Indústria e conselho divergem sobre falta de engenheiros

CNI aponta que oferta de profissionais não atende à demanda. Para Confea, escassez não é generalizada, mas restrita a algumas áreas

LILIAN PRIMI, ESPECIAL PARA O ESTADO , O Estado de S.Paulo

28 de abril de 2013 | 02h09

Mesmo com a redução nas expectativas de demanda por engenheiros com o fraco desempenho da economia no Brasil, os problemas no mercado de engenharia se mantêm. Houve melhora na oferta de vagas nas universidades - com crescimento de 240% na oferta da rede privada e 77% na pública nos últimos dez anos -, e também na procura pelos cursos.

"O interesse dos jovens foi despertado pelo aumento nos salários registrado nos últimos anos", afirma o diretor de inovação da Confederação Nacional da Indústria (CNI), Paulo Mol. O ganho inicial de um engenheiro estaria na faixa entre R$ 4mil e R$ 5 mil. No entanto, continuam altos índices de evasão (leia mais na pág. E04).
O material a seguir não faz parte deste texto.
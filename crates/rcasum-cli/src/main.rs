//! rcasum command-line interface
//!
//! Generates AI summaries for WebRCA incidents.
//!
//! # Modes
//!
//! ## generate
//! Summarize a single incident and print the markdown to stdout. Nothing is
//! written back.
//!
//! - **Command:** `rcasum generate --id ITN-2025-00096`
//!
//! ## worker
//! Scan every incident, summarize the ones whose summary is older than their
//! last change and write the new summaries back. Meant to be run on a
//! schedule; each invocation is one pass.
//!
//! - **Command:** `rcasum worker [--since DAYS] [--max-workers N]`
//!
//! Configuration comes from environment variables (and `.env`). Set
//! `RUST_LOG` or `LOG_LEVEL` to change verbosity.

mod args;
mod commands;
mod console;
mod logging;
mod router;

use args::Cli;
use clap::Parser;
use rcasum_core::error::RcaResult;

#[tokio::main]
async fn main() -> RcaResult<()> {
    let cli = Cli::parse();
    let config = router::load_config(&cli)?;
    logging::init(&config.log_level, cli.log_format);

    router::route(cli, config).await
}
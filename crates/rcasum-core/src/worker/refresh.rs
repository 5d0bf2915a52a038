//! The refresh run: scan, filter, dispatch, drain

use super::options::WorkerOptions;
use super::report::{FailureStage, RunReport, TaskFailure};
use crate::error::{RcaError, RcaResult};
use crate::incident::{Incident, IncidentSource};
use crate::staleness::{apply_activity, needs_refresh, older_than};
use crate::summarizer::Summarizer;
use chrono::{DateTime, Utc};
use futures::{FutureExt, StreamExt, stream};
use parking_lot::Mutex;
use std::any::Any;
use std::collections::HashMap;
use std::panic::AssertUnwindSafe;
use std::sync::Arc;
use tokio::sync::Semaphore;
use tokio::task::JoinSet;
use tracing::{Instrument, debug, error, info, info_span, warn};

type SharedReport = Arc<Mutex<RunReport>>;
type StageError = (FailureStage, RcaError);

/// Refreshes the summary of every stale incident, at most `max_workers` at a time
pub struct RefreshWorker {
    source: Arc<dyn IncidentSource>,
    summarizer: Summarizer,
    options: WorkerOptions,
}

impl RefreshWorker {
    pub fn new(
        source: Arc<dyn IncidentSource>,
        summarizer: Summarizer,
        options: WorkerOptions,
    ) -> Self {
        Self {
            source,
            summarizer,
            options,
        }
    }

    /// Run one refresh pass.
    ///
    /// Only a zero-size pool or a failed incident listing make the run fail;
    /// everything that goes wrong for a single incident lands in the report.
    pub async fn run(&self) -> RcaResult<RunReport> {
        if self.options.max_workers == 0 {
            return Err(RcaError::config_with_context(
                "max_workers must be at least 1",
                "Initializing worker pool",
            ));
        }

        let incidents = self.source.list_incidents().await?;
        info!("Fetched {} incidents", incidents.len());

        let report: SharedReport = Arc::new(Mutex::new(RunReport::new(incidents.len())));
        let to_refresh = self.scan(incidents, &report, Utc::now()).await;
        info!("{} incidents need AI summary updated", to_refresh.len());

        self.dispatch(to_refresh, &report).await;

        let report = Arc::try_unwrap(report)
            .map(Mutex::into_inner)
            .unwrap_or_else(|shared| shared.lock().clone());
        report.log_summary();
        Ok(report)
    }

    /// Refine change times with recent activity and keep the stale incidents
    async fn scan(
        &self,
        incidents: Vec<Incident>,
        report: &SharedReport,
        now: DateTime<Utc>,
    ) -> Vec<Incident> {
        let probed: Vec<Result<Incident, (Incident, RcaError)>> = stream::iter(incidents)
            .map(|mut incident| async move {
                if !self.wants_activity_probe(&incident, now) {
                    return Ok(incident);
                }
                match self.source.latest_activity(&incident).await {
                    Ok(activity) => {
                        debug!(
                            incident = %incident.incident_id,
                            ?activity,
                            "latest activity"
                        );
                        apply_activity(&mut incident, activity);
                        Ok(incident)
                    }
                    Err(e) => Err((incident, e)),
                }
            })
            .buffered(self.options.max_workers)
            .collect()
            .await;

        let mut to_refresh = Vec::new();
        for probe in probed {
            match probe {
                Ok(incident) if self.selects(&incident, now) => to_refresh.push(incident),
                Ok(_) => report.lock().record_skipped(),
                Err((incident, e)) => {
                    error!(
                        "failed to check activity for incident {}: {}",
                        incident.incident_id, e
                    );
                    report
                        .lock()
                        .record_failure(TaskFailure::new(&incident, FailureStage::Activity, e));
                }
            }
        }
        to_refresh
    }

    /// An already-stale incident inside the age window needs no probe
    fn wants_activity_probe(&self, incident: &Incident, now: DateTime<Utc>) -> bool {
        let outside_window = self
            .options
            .since
            .is_some_and(|age| older_than(incident, age, now));
        outside_window || !needs_refresh(incident)
    }

    fn selects(&self, incident: &Incident, now: DateTime<Utc>) -> bool {
        if let Some(age) = self.options.since {
            if older_than(incident, age, now) {
                info!(
                    "incident {} last updated more than {} days ago, skipping",
                    incident.incident_id,
                    age.num_days()
                );
                return false;
            }
        }
        if needs_refresh(incident) {
            info!("incident {} needs AI summary updated", incident.incident_id);
            true
        } else {
            info!("incident {} summary up-to-date", incident.incident_id);
            false
        }
    }

    /// Spawn one task per incident and wait for all of them
    async fn dispatch(&self, to_refresh: Vec<Incident>, report: &SharedReport) {
        let semaphore = Arc::new(Semaphore::new(self.options.max_workers));
        let mut tasks = JoinSet::new();
        let mut pending = HashMap::new();

        for incident in to_refresh {
            pending.insert(incident.id.clone(), incident.clone());
            let span = info_span!("incident", id = %incident.incident_id);
            let task = RefreshTask {
                source: Arc::clone(&self.source),
                summarizer: self.summarizer.clone(),
                semaphore: Arc::clone(&semaphore),
                report: Arc::clone(report),
                incident,
            };
            tasks.spawn(task.run().instrument(span));
        }

        drain(tasks, pending, report).await;
    }
}

/// Wait for every task. An incident whose task never reported back is
/// recorded as a dispatch failure so the report still adds up.
async fn drain(
    mut tasks: JoinSet<String>,
    mut pending: HashMap<String, Incident>,
    report: &SharedReport,
) {
    while let Some(joined) = tasks.join_next().await {
        match joined {
            Ok(id) => {
                pending.remove(&id);
            }
            Err(e) => error!("refresh task did not complete: {}", e),
        }
    }

    let mut report = report.lock();
    for incident in pending.values() {
        report.record_failure(TaskFailure::new(
            incident,
            FailureStage::Dispatch,
            RcaError::other("refresh task did not complete"),
        ));
    }
}

/// Work item for one stale incident
struct RefreshTask {
    source: Arc<dyn IncidentSource>,
    summarizer: Summarizer,
    semaphore: Arc<Semaphore>,
    report: SharedReport,
    incident: Incident,
}

impl RefreshTask {
    /// Process the incident and record the outcome; returns the store id
    async fn run(self) -> String {
        let outcome = AssertUnwindSafe(self.process()).catch_unwind().await;

        let failure = match outcome {
            Ok(Ok(())) => None,
            Ok(Err((stage, e))) => Some(TaskFailure::new(&self.incident, stage, e)),
            Err(payload) => Some(TaskFailure::new(
                &self.incident,
                FailureStage::Panic,
                RcaError::other(format!("task panicked: {}", panic_message(payload.as_ref()))),
            )),
        };

        match failure {
            None => self.report.lock().record_success(),
            Some(failure) => {
                error!(
                    "summarization failed for incident {} at {}: {}",
                    failure.incident_id, failure.stage, failure.error
                );
                self.report.lock().record_failure(failure);
            }
        }
        self.incident.id
    }

    /// Events, then summary, then write. Nothing is written unless the summary succeeded.
    async fn process(&self) -> Result<(), StageError> {
        let _permit = self.semaphore.acquire().await.map_err(|_| {
            (
                FailureStage::Dispatch,
                RcaError::other("Failed to acquire worker permit"),
            )
        })?;
        let incident = &self.incident;

        info!("Fetching events for incident '{}' ...", incident.incident_id);
        let events = self
            .source
            .list_events(&incident.id)
            .await
            .map_err(|e| (FailureStage::Events, e))?;

        let summary = self
            .summarizer
            .summarize(incident, &events)
            .await
            .map_err(|e| (FailureStage::Summarize, e))?;

        self.source
            .update_summary(&incident.id, &summary, Utc::now())
            .await
            .map_err(|e| (FailureStage::Write, e))?;

        info!("Updated AI summary for incident '{}'", incident.incident_id);
        Ok(())
    }
}

fn panic_message(payload: &(dyn Any + Send)) -> String {
    if let Some(message) = payload.downcast_ref::<&str>() {
        (*message).to_string()
    } else if let Some(message) = payload.downcast_ref::<String>() {
        message.clone()
    } else {
        warn!("task panicked with a non-string payload");
        "unknown panic".to_string()
    }
}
Segundo dados do Ministério da Educação (MEC), em 2011, foram feitas 601.447 matrículas em cursos de engenharia, contra 492.779 no ano anterior. A procura cresce initerruptamente desde 0 ano 2000, quando houve 179.598 registros. A maior parte das matrículas(24%) é para o curso de civil. Em segundo lugar vem engenharia de produção (18,6%) seguida por mecânica (11,5%).

O número de formados, porém, é muito menor, embora também tenha crescido no período. Em 2011, os mais de 1,3 mil cursos em funcionamento no Brasil formaram 44,7 mil engenheiros, pouco acima dos 40,7 mil no ano anterior. "Mesmo com a não concretização das previsões de crescimento econômico, estes números mantém a defasagem entre o número de formados e a demanda", diz Mol. O empresário ressalta, ainda, o descompasso entre o perfil de engenheiros formados e aquele que o mercado precisa. "Hoje, precisamos de um engenheiro que entenda de gestão, uma raridade", afirma.

José Tadeu da Silva, presidente do Conselho Federal de Engenharia (Confea), discorda da posição do CNI e afirma que, na verdade, não há escassez generalizada de engenheiros. "O que temos são problemas pontuais, nas áreas de petróleo e gás, mineração e tecnologia da informação, áreas em que o Confea admite a possibilidade de contratação de estrangeiros. Essas três áreas seriam, portanto, onde há falta de profissionais. "Mas o que há hoje é uma invasão de engenheiros civis portugueses e espanhóis, que enfrentam forte desemprego em seus países", alega Silva.

Como Mol, ele utiliza a redução do PIB em sua argumentação, mas para tentar demonstrar o contrário do industrial. "Há três ou quatro anos eram formados no Brasil 30 mil engenheiros por ano e a previsão de crescimento do PIB era de 4,5%. Hoje, com um PIB abaixo de 1%, a perspectiva de escassez não corresponde à verdade, além de ter havido aumento de 55% no número de formados no período", alega Silva.

Outro dado considerado importante por Silva é o fato de que muitos engenheiros migravam para outras áreas, porque não encontravam vagas de trabalho. "Agora, eles estão voltando para o mercado, o que reforça a oferta", explica. Tanto Silva quanto Mol ressaltam que são necessárias reformas e modernização na política pedagógica, de forma a flexibilizar os currículos e facilitar as especializações e atualizações. "Esbarramos na legislação, que é de 1966, que engessa as grades curriculares e não atende às necessidades atuais da indústria", afirma Mol (leia mais na pág. E04).